Unlike their eastern neighbours, they disputed the Roman occupation of their land. There is enough evidence of forts and 1st century conflicts to be sure of this, although the determination to oppose conquest may have varied between communities. The people of Purbeck seem to have been rewarded for providing a safe harbour and the bridge-head at Hamworthy. Their economy blossomed after the invasion. Other communities may have fought but soon capitulated.
It has already been noted that the evidence for conflict varies between areas. This evidence is limited to a scatter of ballista bolts at Hod Hill and across Cranborne Chase. The burial of the war dead was carried out with dignity at Maiden Castle but in contrast, the bodies found at Ham Hill and South Cadbury were thrown into ditches or left to rot where they fell. Forts at Hod, Waddon, Lake Farm, South Cadbury, Ham Hill, Ilchester and probably Dorchester were generally occupied until the mid 60s AD.
The subtle indoctrination of Roman culture into the Durotrigan communities is revealed in the archaeological record by the decrease in distinctive Iron Age traits. Continuity of settlement into the Roman period is generally found, although some disruption may have taken place in south Somerset during the late 1st and early 2nd centuries (Tabor 2004b, 92).

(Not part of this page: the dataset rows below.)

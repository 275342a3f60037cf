//! Cleans and time-aligns the throughput and packet accounting traces of a
//! cell into one [`CellSeries`].

use crate::domain::config::AlignerConfig;
use crate::domain::series::CellSeries;
use crate::domain::utils::id::CellId;
use crate::error::{Error, Result};

pub mod cleaning;
pub mod shift_search;
pub mod trace;

use cleaning::{clean_throughput, derive_packet_loss};
use shift_search::{estimate_shift, resample_loss};
use trace::RawCellTraces;

/// Aligned series of one cell plus what the alignment found on the way.
#[derive(Debug, Clone, PartialEq)]
pub struct AlignmentOutcome {
    pub series: CellSeries,
    pub shift_sec: f64,
    pub correlation: f64,
    pub spikes_removed: usize,
}

/// A cell that could not be aligned and was left out of the output.
#[derive(Debug, Clone, PartialEq)]
pub struct SkippedCell {
    pub cell: CellId,
    pub reason: String,
}

#[derive(Debug, Clone, Default, PartialEq)]
pub struct AlignmentBatch {
    pub aligned: Vec<AlignmentOutcome>,
    pub skipped: Vec<SkippedCell>,
}

/// Aligns the raw traces of one cell.
///
/// Fails with [`Error::EmptyTrace`] when either trace has no samples.
pub fn align(cell: CellId, traces: &RawCellTraces, config: &AlignerConfig) -> Result<AlignmentOutcome> {
    if traces.throughput.is_empty() {
        return Err(Error::EmptyTrace(format!("throughput trace of cell {}", cell)));
    }
    if traces.packets.is_empty() {
        return Err(Error::EmptyTrace(format!("packet trace of cell {}", cell)));
    }

    let throughput = clean_throughput(&traces.throughput, config);
    let loss = derive_packet_loss(&traces.packets);

    let estimate = estimate_shift(&throughput.timestamps, &throughput.gbps, &loss.timestamps, &loss.loss, &config.shift_grid());
    let aligned_loss = resample_loss(&throughput.timestamps, &loss.timestamps, &loss.loss, estimate.shift_sec);

    log::debug!(
        "Cell {}: {} spikes removed (cutoff {:.1} kbits), best shift {:.2}s, correlation {:.4}",
        cell,
        throughput.spikes_removed,
        throughput.cutoff_kbits,
        estimate.shift_sec,
        estimate.correlation
    );

    let series = CellSeries::new(cell, throughput.timestamps, throughput.gbps, aligned_loss)?;

    Ok(AlignmentOutcome { series, shift_sec: estimate.shift_sec, correlation: estimate.correlation, spikes_removed: throughput.spikes_removed })
}

/// Aligns every cell independently. A cell whose traces could not be read
/// or aligned is recorded in `skipped` and processing continues.
pub fn align_cells<I>(inputs: I, config: &AlignerConfig) -> AlignmentBatch
where
    I: IntoIterator<Item = (CellId, Result<RawCellTraces>)>,
{
    let mut batch = AlignmentBatch::default();

    for (cell, traces) in inputs {
        let outcome = traces.and_then(|traces| align(cell.clone(), &traces, config));
        match outcome {
            Ok(outcome) => {
                log::info!(
                    "Cell {}: {} rows aligned, shift {:.2}s, correlation {:.4}",
                    cell,
                    outcome.series.len(),
                    outcome.shift_sec,
                    outcome.correlation
                );
                batch.aligned.push(outcome);
            }
            Err(e) => {
                log::warn!("Skipping cell {}: {}", cell, e);
                batch.skipped.push(SkippedCell { cell, reason: e.to_string() });
            }
        }
    }

    batch
}
use std::collections::BTreeMap;

use serde::{Deserialize, Serialize};

use crate::domain::financial::FinancialSummary;
use crate::domain::optimizer::OptimizationResult;
use crate::domain::optimizer::link_traffic::{LinkStats, TrafficPoint};
use crate::domain::simulator::SimulationResult;
use crate::domain::utils::id::LinkId;

/// Rounds for presentation. The domain keeps full precision.
pub fn round_to(value: f64, decimals: i32) -> f64 {
    let scale = 10f64.powi(decimals);
    (value * scale).round() / scale
}

#[derive(Debug, Clone, PartialEq, Deserialize, Serialize)]
pub struct OptimizationDto {
    pub optimal_capacity: f64,
    pub peak_load: f64,
    pub savings_pct: f64,
    pub feasible: bool,
}

impl From<&OptimizationResult> for OptimizationDto {
    fn from(result: &OptimizationResult) -> Self {
        Self {
            optimal_capacity: round_to(result.optimal_capacity_gbps, 2),
            peak_load: round_to(result.peak_load_gbps, 2),
            savings_pct: round_to(result.savings_pct, 1),
            feasible: result.feasible,
        }
    }
}

#[derive(Debug, Clone, PartialEq, Deserialize, Serialize)]
pub struct SimulationDto {
    pub drop_rate: f64,
    pub is_congested: bool,
}

impl From<&SimulationResult> for SimulationDto {
    fn from(result: &SimulationResult) -> Self {
        Self { drop_rate: result.drop_rate, is_congested: result.congested }
    }
}

#[derive(Debug, Clone, PartialEq, Deserialize, Serialize)]
pub struct FinancialSummaryDto {
    pub total_peak_capacity_gbps: f64,
    pub total_optimal_capacity_gbps: f64,
    pub saved_capacity_gbps: f64,
    pub estimated_savings: f64,
    pub cost_basis_per_gbps: f64,
    pub optimization_details: BTreeMap<String, OptimizationDto>,
}

impl From<&FinancialSummary> for FinancialSummaryDto {
    fn from(summary: &FinancialSummary) -> Self {
        Self {
            total_peak_capacity_gbps: round_to(summary.total_peak_capacity_gbps, 2),
            total_optimal_capacity_gbps: round_to(summary.total_optimal_capacity_gbps, 2),
            saved_capacity_gbps: round_to(summary.saved_capacity_gbps, 2),
            estimated_savings: round_to(summary.estimated_savings, 2),
            cost_basis_per_gbps: summary.cost_per_gbps,
            optimization_details: optimization_report(&summary.links),
        }
    }
}

#[derive(Debug, Clone, PartialEq, Deserialize, Serialize)]
pub struct LinkStatsDto {
    pub link_id: u32,
    pub peak_gbps: f64,
    pub p99_gbps: f64,
    pub p95_gbps: f64,
    pub avg_gbps: f64,
}

impl LinkStatsDto {
    pub fn new(link: LinkId, stats: &LinkStats) -> Self {
        Self {
            link_id: link.get(),
            peak_gbps: round_to(stats.peak_gbps, 2),
            p99_gbps: round_to(stats.p99_gbps, 2),
            p95_gbps: round_to(stats.p95_gbps, 2),
            avg_gbps: round_to(stats.avg_gbps, 2),
        }
    }
}

#[derive(Debug, Clone, PartialEq, Deserialize, Serialize)]
pub struct TrafficPointDto {
    pub time: f64,
    pub gbps: f64,
}

impl From<&TrafficPoint> for TrafficPointDto {
    fn from(point: &TrafficPoint) -> Self {
        Self { time: point.time, gbps: round_to(point.gbps, 2) }
    }
}

/// Optimization results keyed by link id string.
pub fn optimization_report(results: &BTreeMap<LinkId, OptimizationResult>) -> BTreeMap<String, OptimizationDto> {
    results.iter().map(|(link, result)| (link.to_string(), OptimizationDto::from(result))).collect()
}

/// Simulation results keyed by link id string.
pub fn simulation_report(results: &BTreeMap<LinkId, SimulationResult>) -> BTreeMap<String, SimulationDto> {
    results.iter().map(|(link, result)| (link.to_string(), SimulationDto::from(result))).collect()
}
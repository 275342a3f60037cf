pub mod id;
pub mod statistics;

The Latest Iron Age riverside settlements at Ilchester, Dorchester, Crab Farm, Iwerne valley and perhaps the Bury all continue to be occupied until the late 4th century. Sometimes settlements and farmsteads became small towns or high status villas while others remained comparatively undeveloped.
Within Dorchester, the evidence from the excavation of numerous graves demonstrates that the Durotrigan burial rite continued well into the 2nd century. Even after this, when extended burials became more common than contracted, black burnished jars rather than more exotic pottery normally accompanied the dead and cremation remained a rare form of burial in the area (RCHM 1970a, 572).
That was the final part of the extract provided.